Le système de santé apprenant : une machine bien huilée
Par Kim Barnhardt
Tel un habile ingénieur qui règle au quart de tour des machines complexes pour qu’elles livrent efficacement le produit souhaité, John Lavis renforce le système de santé de l’Ontario pour qu’il puisse s’adapter aux défis et offrir des soins de santé de manière efficiente.

Le Dr Lavis est un ardent défenseur du système de santé apprenant (SSA), une approche qui allie la recherche et la prestation de soins en temps réel pour améliorer la santé et l’expérience des patients et des fournisseurs tout en gardant les coûts par habitant raisonnables.
Le cadre pour un système de santé apprenant (voir le graphique ci-dessus) montre les différentes composantes comme des engrenages qui tournent en harmonie pour éclairer et améliorer le système de santé, à la manière des composantes d’un moteur bien monté. L’analyse de données et les connaissances particulières de la population (engrenage 1), la synthèse des données probantes (engrenage 2), la coconception avec les patients, les aidants et les prestataires (engrenage 3), la mise en œuvre et la portée (engrenage 4), et l’évaluation, la rétroaction et l’adaptation rapides (engrenage 5) agissent comme rouages pour améliorer les résultats du système.
Forts du succès des nanocours sur le système de santé apprenant que l’USSO offre aux cliniciens-chercheurs, aux chercheurs, aux citoyens-chercheurs et aux patients partenaires, le Dr Lavis et ses collègues ciblent maintenant un groupe clé : les hauts fonctionnaires du ministère de la Santé et du ministère des Soins de longue durée de l’Ontario. S’inspirant de ces cours populaires offerts plusieurs fois par année, le Dr Lavis et ses collègues en ont conçu une version « pico » de 60 minutes, plus ciblée, pour les décideurs très occupés. Le préfixe « pico » a été choisi pour indiquer que ce nouveau cours est encore plus ciblé que le « nano » cours, même s’il n’est pas 1 000 fois plus petit.
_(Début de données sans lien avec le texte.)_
use serde::{Deserialize, Serialize};
use std::fmt;
use std::str::FromStr;

/// AMM family a pool belongs to.
#[derive(Debug, Clone, Copy, PartialEq, Eq, Hash, Default, Serialize, Deserialize)]
pub enum PoolType {
    /// Constant-product pair (`getReserves`).
    #[serde(rename = "uniswap-v2")]
    UniswapV2,
    /// Concentrated-liquidity pool (`liquidity`, `fee`).
    #[serde(rename = "uniswap-v3")]
    UniswapV3,
    /// Constant-product clone fork.
    #[serde(rename = "sushiswap")]
    SushiSwap,
    /// Weighted pool.
    #[serde(rename = "balancer")]
    Balancer,
    /// Stable-swap pool.
    #[serde(rename = "curve")]
    Curve,
    /// No probe confirmed a known interface.
    #[default]
    #[serde(rename = "unknown")]
    Unknown,
}

impl PoolType {
    /// All variants in declaration order.
    pub const ALL: [PoolType; 6] = [
        Self::UniswapV2,
        Self::UniswapV3,
        Self::SushiSwap,
        Self::Balancer,
        Self::Curve,
        Self::Unknown,
    ];

    /// Wire label of the pool type.
    #[must_use]
    pub fn as_str(&self) -> &'static str {
        match self {
            Self::UniswapV2 => "uniswap-v2",
            Self::UniswapV3 => "uniswap-v3",
            Self::SushiSwap => "sushiswap",
            Self::Balancer => "balancer",
            Self::Curve => "curve",
            Self::Unknown => "unknown",
        }
    }

    /// Whether reserves can be read with `getReserves()`.
    #[must_use]
    pub fn is_constant_product(&self) -> bool {
        matches!(self, Self::UniswapV2 | Self::SushiSwap)
    }
}

impl fmt::Display for PoolType {
    fn fmt(&self, f: &mut fmt::Formatter<'_>) -> fmt::Result {
        f.write_str(self.as_str())
    }
}

/// Error returned when a pool type label is not recognised.
#[derive(Debug, Clone, PartialEq, Eq, thiserror::Error)]
#[error("unknown pool type: {0}")]
pub struct ParsePoolTypeError(pub String);

impl FromStr for PoolType {
    type Err = ParsePoolTypeError;

    fn from_str(s: &str) -> Result<Self, Self::Err> {
        match s.trim().to_lowercase().as_str() {
            "uniswap-v2" | "uniswapv2" | "v2" => Ok(Self::UniswapV2),
            "uniswap-v3" | "uniswapv3" | "v3" => Ok(Self::UniswapV3),
            "sushiswap" | "sushi" => Ok(Self::SushiSwap),
            "balancer" => Ok(Self::Balancer),
            "curve" => Ok(Self::Curve),
            "unknown" => Ok(Self::Unknown),
            other => Err(ParsePoolTypeError(other.to_string())),
        }
    }
}

/// Whether the historical inputs of a snapshot were measured or substituted.
#[derive(Debug, Clone, Copy, PartialEq, Eq, Serialize, Deserialize)]
#[serde(rename_all = "lowercase")]
pub enum DataQuality {
    /// All inputs fetched; volume is still a heuristic estimate.
    Estimated,
    /// At least one input was replaced by a documented default.
    Limited,
}

impl fmt::Display for DataQuality {
    fn fmt(&self, f: &mut fmt::Formatter<'_>) -> fmt::Result {
        match self {
            Self::Estimated => f.write_str("estimated"),
            Self::Limited => f.write_str("limited"),
        }
    }
}

/// Where a volume figure came from.
#[derive(Debug, Clone, Copy, PartialEq, Serialize, Deserialize)]
#[serde(rename_all = "kebab-case", tag = "kind")]
pub enum VolumeSource {
    /// `tvl * multiplier * window / 24h`; an estimate, never measured volume.
    TvlHeuristic {
        /// Daily turnover assumed as a multiple of TVL.
        multiplier: f64,
    },
}

/// EVM chains with a price-feed platform mapping.
#[derive(Debug, Clone, Copy, PartialEq, Eq, Hash, Serialize, Deserialize)]
#[serde(rename_all = "lowercase")]
pub enum Chain {
    Ethereum,
    Polygon,
    Arbitrum,
    Optimism,
    Base,
    Bsc,
    Avalanche,
}

impl Chain {
    /// Every supported chain.
    pub const ALL: [Chain; 7] = [
        Self::Ethereum,
        Self::Polygon,
        Self::Arbitrum,
        Self::Optimism,
        Self::Base,
        Self::Bsc,
        Self::Avalanche,
    ];

    /// EIP-155 chain id.
    #[must_use]
    pub fn id(&self) -> u64 {
        match self {
            Self::Ethereum => 1,
            Self::Polygon => 137,
            Self::Arbitrum => 42161,
            Self::Optimism => 10,
            Self::Base => 8453,
            Self::Bsc => 56,
            Self::Avalanche => 43114,
        }
    }

    /// Looks a chain up by id.
    #[must_use]
    pub fn from_id(id: u64) -> Option<Self> {
        Self::ALL.into_iter().find(|c| c.id() == id)
    }

    /// Lowercase chain name.
    #[must_use]
    pub fn as_str(&self) -> &'static str {
        match self {
            Self::Ethereum => "ethereum",
            Self::Polygon => "polygon",
            Self::Arbitrum => "arbitrum",
            Self::Optimism => "optimism",
            Self::Base => "base",
            Self::Bsc => "bsc",
            Self::Avalanche => "avalanche",
        }
    }

    /// CoinGecko asset platform identifier.
    #[must_use]
    pub fn coingecko_platform(&self) -> &'static str {
        match self {
            Self::Ethereum => "ethereum",
            Self::Polygon => "polygon-pos",
            Self::Arbitrum => "arbitrum-one",
            Self::Optimism => "optimistic-ethereum",
            Self::Base => "base",
            Self::Bsc => "binance-smart-chain",
            Self::Avalanche => "avalanche",
        }
    }

    /// Environment variable overriding the RPC endpoint.
    #[must_use]
    pub fn rpc_env_var(&self) -> &'static str {
        match self {
            Self::Ethereum => "ETHEREUM_RPC_URL",
            Self::Polygon => "POLYGON_RPC_URL",
            Self::Arbitrum => "ARBITRUM_RPC_URL",
            Self::Optimism => "OPTIMISM_RPC_URL",
            Self::Base => "BASE_RPC_URL",
            Self::Bsc => "BSC_RPC_URL",
            Self::Avalanche => "AVALANCHE_RPC_URL",
        }
    }

    /// Public RPC endpoint used when no override is set.
    #[must_use]
    pub fn default_rpc_url(&self) -> &'static str {
        match self {
            Self::Ethereum => "https://eth.llamarpc.com",
            Self::Polygon => "https://polygon.llamarpc.com",
            Self::Arbitrum => "https://arbitrum.llamarpc.com",
            Self::Optimism => "https://optimism.llamarpc.com",
            Self::Base => "https://base.llamarpc.com",
            Self::Bsc => "https://bsc.llamarpc.com",
            Self::Avalanche => "https://avalanche.llamarpc.com",
        }
    }
}

impl fmt::Display for Chain {
    fn fmt(&self, f: &mut fmt::Formatter<'_>) -> fmt::Result {
        f.write_str(self.as_str())
    }
}

/// Error returned when a chain name or id is not supported.
#[derive(Debug, Clone, PartialEq, Eq, thiserror::Error)]
#[error("unsupported chain: {0}")]
pub struct ParseChainError(pub String);

impl FromStr for Chain {
    type Err = ParseChainError;

    /// Accepts a chain name (`ethereum`, `mainnet`, `arbitrum`) or a numeric id.
    fn from_str(s: &str) -> Result<Self, Self::Err> {
        let s = s.trim().to_lowercase();
        if let Ok(id) = s.parse::<u64>() {
            return Self::from_id(id).ok_or(ParseChainError(s));
        }
        match s.as_str() {
            "mainnet" | "eth" => Ok(Self::Ethereum),
            "matic" => Ok(Self::Polygon),
            "bnb" => Ok(Self::Bsc),
            "avax" => Ok(Self::Avalanche),
            name => Self::ALL
                .into_iter()
                .find(|c| c.as_str() == name)
                .ok_or_else(|| ParseChainError(s.clone())),
        }
    }
}
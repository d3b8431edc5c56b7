//! Domain errors.
//!
//! These cover invalid input only. Degenerate math (zero TVL, non-positive
//! price ratios) is not an error: the engines return zeroed results carrying
//! an explicit marker instead.

use thiserror::Error;

/// Invalid pool weight vector.
#[derive(Debug, Clone, PartialEq, Error)]
pub enum WeightError {
    /// Fewer than two weights supplied.
    #[error("at least two weights are required, got {0}")]
    TooFewAssets(usize),
    /// A weight is negative, NaN or infinite.
    #[error("weight at index {index} is invalid: {value}")]
    InvalidWeight {
        /// Position of the offending weight.
        index: usize,
        /// The offending value.
        value: f64,
    },
    /// Weights sum to zero.
    #[error("weights must sum to a positive value")]
    NonPositiveSum,
}

/// Invalid input to the impermanent-loss engine.
#[derive(Debug, Clone, PartialEq, Error)]
pub enum IlInputError {
    /// Price ratio count differs from weight count.
    #[error("{ratios} price ratios supplied for {weights} weights")]
    LengthMismatch {
        /// Number of price ratios.
        ratios: usize,
        /// Number of weights.
        weights: usize,
    },
    /// Weight vector rejected.
    #[error(transparent)]
    Weights(#[from] WeightError),
}

/// Inputs that cannot form a snapshot.
#[derive(Debug, Clone, PartialEq, Error)]
pub enum SnapshotError {
    /// A current price is missing its positive value.
    #[error("current price for {symbol} must be positive, got {price}")]
    InvalidCurrentPrice {
        /// Token symbol.
        symbol: String,
        /// Rejected price.
        price: f64,
    },
    /// Weight vector length does not match the pool's token count.
    #[error("pool has {expected} tokens but {got} weights were supplied")]
    WeightCount {
        /// Token count of the pool.
        expected: usize,
        /// Weights supplied.
        got: usize,
    },
}
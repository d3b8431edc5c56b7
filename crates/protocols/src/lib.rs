//! On-chain reads for the LP estimator: pool classification, token
//! metadata, reserves and fee tiers over EVM JSON-RPC (alloy).

pub mod classifier;
pub mod contracts;
pub mod error;
pub mod fee_tier;
#[cfg(any(test, feature = "mock"))]
pub mod mock;
pub mod prelude;
pub mod reader;
pub mod rpc;

use async_trait::async_trait;
use error::CallError;
use lp_il_domain::PoolReserves;
use primitive_types::U256;

/// The view calls the estimator makes against pools and their tokens.
///
/// Implementations must report a reverted or empty call as an interface
/// mismatch (see [`CallError::is_interface_mismatch`]) and keep node or
/// network failures distinct from it.
#[async_trait]
pub trait PoolContract: Send + Sync {
    async fn token0(&self, pool: &str) -> Result<String, CallError>;
    async fn token1(&self, pool: &str) -> Result<String, CallError>;
    /// `getReserves()` of constant-product pairs.
    async fn get_reserves(&self, pool: &str) -> Result<PoolReserves, CallError>;
    /// Active liquidity of concentrated-liquidity pools.
    async fn liquidity(&self, pool: &str) -> Result<u128, CallError>;
    /// Pool fee in hundredths of a basis point.
    async fn fee(&self, pool: &str) -> Result<u32, CallError>;
    async fn symbol(&self, token: &str) -> Result<String, CallError>;
    async fn decimals(&self, token: &str) -> Result<u8, CallError>;
    async fn balance_of(&self, token: &str, owner: &str) -> Result<U256, CallError>;
}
« Un système de santé apprenant, ce n’est pas seulement d’excellentes données et analyses. Ce n’est pas que l’engrenage 2 ou 3, qui font intervenir les données probantes d’ailleurs et l’expérience vécue des citoyens. Ce n’est pas non plus qu’une bonne maîtrise des engrenages 4 et 5. C’est la combinaison de tous ces éléments », explique le Dr Lavis, professeur à l’Université McMaster et directeur fondateur du McMaster Health Forum. « Nous tentons d’inclure dans ces cours des exemples pratiques pour les décideurs. Nous parlons de ce que cela représente sur le terrain, de la façon dont les engrenages interagissent, des ressources qu’eux-mêmes et d’autres ont déjà financées et qui peuvent être harmonisées pour soutenir cette approche. »
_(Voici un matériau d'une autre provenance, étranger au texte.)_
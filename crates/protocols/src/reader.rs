use crate::PoolContract;
use crate::error::CallError;
use lp_il_domain::token::{DEFAULT_DECIMALS, UNKNOWN_SYMBOL};
use lp_il_domain::{PoolReserves, PoolTokens, PoolType, TokenInfo};
use std::sync::Arc;
use tracing::warn;

/// Reads pool membership, token metadata and reserves.
pub struct PoolReader {
    contract: Arc<dyn PoolContract>,
}

impl PoolReader {
    pub fn new(contract: Arc<dyn PoolContract>) -> Self {
        Self { contract }
    }

    /// Returns both tokens of `pool` with their metadata.
    ///
    /// Token addresses are mandatory. A symbol or decimals read that fails
    /// is replaced by `UNKNOWN` / 18 and the result is marked as defaulted.
    ///
    /// # Errors
    /// Fails when either `token0()` or `token1()` cannot be read.
    pub async fn get_pool_tokens(&self, pool: &str) -> Result<PoolTokens, CallError> {
        let (address0, address1) =
            tokio::try_join!(self.contract.token0(pool), self.contract.token1(pool))?;

        let ((token0, defaulted0), (token1, defaulted1)) =
            tokio::join!(self.token_info(&address0), self.token_info(&address1));

        Ok(PoolTokens {
            token0,
            token1,
            metadata_defaulted: defaulted0 || defaulted1,
        })
    }

    async fn token_info(&self, address: &str) -> (TokenInfo, bool) {
        let (symbol, decimals) = tokio::join!(
            self.contract.symbol(address),
            self.contract.decimals(address)
        );

        let mut defaulted = false;
        let symbol = match symbol {
            Ok(s) if !s.trim().is_empty() => s,
            Ok(_) => {
                defaulted = true;
                UNKNOWN_SYMBOL.to_string()
            }
            Err(error) => {
                warn!(token = address, %error, "symbol read failed");
                defaulted = true;
                UNKNOWN_SYMBOL.to_string()
            }
        };
        let decimals = decimals.unwrap_or_else(|error| {
            warn!(token = address, %error, "decimals read failed");
            defaulted = true;
            DEFAULT_DECIMALS
        });

        (TokenInfo::new(address, symbol, decimals), defaulted)
    }

    /// Raw reserves of `pool`.
    ///
    /// Constant-product pairs report their own reserves. Other families are
    /// valued from the token balances the pool address holds.
    ///
    /// # Errors
    /// Propagates the failed call.
    pub async fn get_pool_reserves(
        &self,
        pool: &str,
        tokens: &PoolTokens,
        pool_type: PoolType,
    ) -> Result<PoolReserves, CallError> {
        if pool_type.is_constant_product() {
            return self.contract.get_reserves(pool).await;
        }
        let (reserve0, reserve1) = tokio::try_join!(
            self.contract.balance_of(&tokens.token0.address, pool),
            self.contract.balance_of(&tokens.token1.address, pool)
        )?;
        Ok(PoolReserves {
            reserve0,
            reserve1,
            timestamp: None,
        })
    }
}

#[cfg(test)]
mod tests {
    use super::*;
    use crate::mock::MockPoolContract;
    use primitive_types::U256;

    const POOL: &str = "0x0000000000000000000000000000000000000002";
    const V3: &str = "0x0000000000000000000000000000000000000003";
    const WETH: &str = "0x00000000000000000000000000000000000000a0";
    const USDC: &str = "0x00000000000000000000000000000000000000a1";

    fn contract() -> MockPoolContract {
        MockPoolContract::new()
            .with_v2_pool(POOL, WETH, USDC, U256::from(10), U256::from(20))
            .with_v3_pool(V3, WETH, USDC, 3_000)
            .with_balance(WETH, V3, U256::from(7))
            .with_balance(USDC, V3, U256::from(9))
            .with_token(WETH, "WETH", 18)
            .with_token(USDC, "USDC", 6)
    }

    #[tokio::test]
    async fn test_reads_tokens() {
        let reader = PoolReader::new(Arc::new(contract()));
        let tokens = reader.get_pool_tokens(POOL).await.unwrap();
        assert_eq!(tokens.token0, TokenInfo::new(WETH, "WETH", 18));
        assert_eq!(tokens.token1, TokenInfo::new(USDC, "USDC", 6));
        assert!(!tokens.metadata_defaulted);
    }

    #[tokio::test]
    async fn test_missing_metadata_is_defaulted() {
        let contract = MockPoolContract::new()
            .with_v2_pool(POOL, WETH, USDC, U256::from(10), U256::from(20))
            .with_token(WETH, "WETH", 18);
        let reader = PoolReader::new(Arc::new(contract));
        let tokens = reader.get_pool_tokens(POOL).await.unwrap();
        assert_eq!(tokens.token1, TokenInfo::with_defaults(USDC));
        assert!(tokens.metadata_defaulted);
    }

    #[tokio::test]
    async fn test_missing_token_address_fails() {
        let reader = PoolReader::new(Arc::new(contract()));
        let other = "0x00000000000000000000000000000000000000ff";
        assert!(reader.get_pool_tokens(other).await.is_err());
    }

    #[tokio::test]
    async fn test_reserves_by_family() {
        let reader = PoolReader::new(Arc::new(contract()));

        let tokens = reader.get_pool_tokens(POOL).await.unwrap();
        let pair = reader
            .get_pool_reserves(POOL, &tokens, PoolType::UniswapV2)
            .await
            .unwrap();
        assert_eq!(pair.reserve0, U256::from(10));
        assert!(pair.timestamp.is_some());

        let tokens = reader.get_pool_tokens(V3).await.unwrap();
        let held = reader
            .get_pool_reserves(V3, &tokens, PoolType::UniswapV3)
            .await
            .unwrap();
        assert_eq!(held.reserve0, U256::from(7));
        assert_eq!(held.reserve1, U256::from(9));
        assert_eq!(held.timestamp, None);
    }
}
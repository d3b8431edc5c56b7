pub use crate::PoolContract;
pub use crate::classifier::{PoolTypeClassifier, Probe, ProbeOutcome};
pub use crate::error::CallError;
pub use crate::fee_tier::{FeeTierResolver, ResolvedFee};
pub use crate::reader::PoolReader;
pub use crate::rpc::EvmRpcClient;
Avec l’appui de l’USSO, l’équipe de prestation initiale a été maintenue, qui comprend la citoyenne partenaire Maureen Smith et le chef de la recherche, le Dr Robert Reid, chercheur en chef émérite à Partenaires de santé Trillium. L’équipe a aussi été élargie avec l’intégration de la Dre Heather Bullock, qui a occupé des postes de direction dans de nombreux secteurs du système de santé, notamment au Centre de soins de santé mentale Waypoint. Pour piquer la curiosité des participants et rendre le contenu accessible, on commence par des exemples de l’Ontario, puis présente des équipes qui font du travail de SSA qui correspond habituellement à un engrenage ou deux et discute de la façon dont elles pourraient en faire plus en faisant intervenir d’autres engrenages.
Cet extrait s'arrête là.